I Wanna Dance With Somebody Review- A Paint By Numbers Musical Biopic

In the last few years or so there has been an influx of musical biopics from Bohemian Rhapsody to Rocketman to this year where there are two big musical biopics in Elvis and I Wanna Dance With Somebody about the rise and tragic fall of Whitney Houston. Otherwise known as The Voice as she was dubbed by fans and critics alike. She was genuinely one of the best singers of her generation if not the greatest.

Whitney Elizabeth Houston (Naomi Ackie) was a young woman who learned to sing from her mother Sissy Houston (Tamara Tunie) who was a popular singer in her day. She was a bit overbearing but it helped to get her daughter to do a better job. So much so that she eventually broke off on her own without her mother. After a solo performance singing The Greatest Love of All in front of music mogul Clive Davis (Stanley Tucci), he signed her to a record contract the very next day. Her burgeoning singing career was off and running.

Like most famous people Whitney had people in her life that she either loved or they took advantage of her such as Robyn Crawford (Nafessa Williams), Bobby Brown (Ashton Sanders), and her father John Houston (Clarke Peters). These people were the ones that had the most contact with her therefore they were also the reasons why she had issues with drugs or became a big problem for her regarding her finances and so forth. 
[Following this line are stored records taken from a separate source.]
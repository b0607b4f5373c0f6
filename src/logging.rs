//! Logging setup
//!
//! Initializes the tracing subscriber for binaries embedding the pipeline.
//! Filtering follows `RUST_LOG` when set and defaults to `info`.

use anyhow::Result;
use tracing_appender::non_blocking::WorkerGuard;
use tracing_subscriber::{fmt, EnvFilter};

fn env_filter() -> EnvFilter {
    EnvFilter::try_from_default_env().unwrap_or_else(|_| EnvFilter::new("info"))
}

/// Initialize console logging
///
/// Safe to call once per process; returns an error if a subscriber is
/// already installed.
pub fn init_logging() -> Result<()> {
    fmt()
        .with_env_filter(env_filter())
        .try_init()
        .map_err(|e| anyhow::anyhow!("failed to install tracing subscriber: {}", e))
}

/// Initialize logging to a daily-rotated file in `dir`
///
/// Keep the returned guard alive for the lifetime of the process - dropping
/// it flushes and stops the background writer.
pub fn init_file_logging(dir: &str) -> Result<WorkerGuard> {
    let appender = tracing_appender::rolling::daily(dir, "forum-pipeline.log");
    let (writer, guard) = tracing_appender::non_blocking(appender);

    fmt()
        .with_env_filter(env_filter())
        .with_writer(writer)
        .with_ansi(false)
        .try_init()
        .map_err(|e| anyhow::anyhow!("failed to install tracing subscriber: {}", e))?;

    Ok(guard)
}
Musical biopics usually do one of two things in their portrayal of whatever musician they are depicting and those are a straightforward retelling of the performer’s life with the actor or actors portraying that person or persons by singing their songs themselves or lip-synching the songs. This film is the latter with Ackie doing all the lip-synching herself. She does a great job at it as well. She got all the mannerisms of Whitney Houston. The facial tics and the hand and body movements. She became Whitney Houston. She is the reason to see this film. 

Even though Ackie and others in the cast were very good at playing their characters the movie itself is a paint-by-numbers biopic. It glosses over all the little details in Whitney Houston’s life and just uses a framing device to start and end the film while using dates to show the various moments that were the most memorable, such as the Super Bowl where she sang the National Anthem, or various videos, where she sang some of her biggest hits Like I’m Every Woman or her hit single from the film The Bodyguard, I Will Always Love You. This is a typical style of a musical biopic though. The film captured that aspect perfectly.

The director Kasi Lemmons captures a lot of Whitney Houston’s iconic videos like How Will I Know and so many more such as the title of the film I Wanna Dance With Somebody. She used the behind-the-scenes departments to make Ackie look like Houston regarding the clothes and hairstyles she was known for during her career. As far as the production and how it was executed it wasn’t a bad film. 

I wanna Dance With Somebody wasn’t a bad musical biopic. What it was was a paint-by-numbers biopic. It covered all the main beats in the life of Whitney Houston but didn’t delve into much more. It showed how she got addicted to drugs but didn’t go into her mindset. It showed her relationships good and bad but didn’t delve into why they were important to her or why they became toxic. The film just didn’t go the extra length even though it was a little long at two hrs and twenty-six minutes. I got what I wanted from the movie but maybe I could have gotten a little more in the end.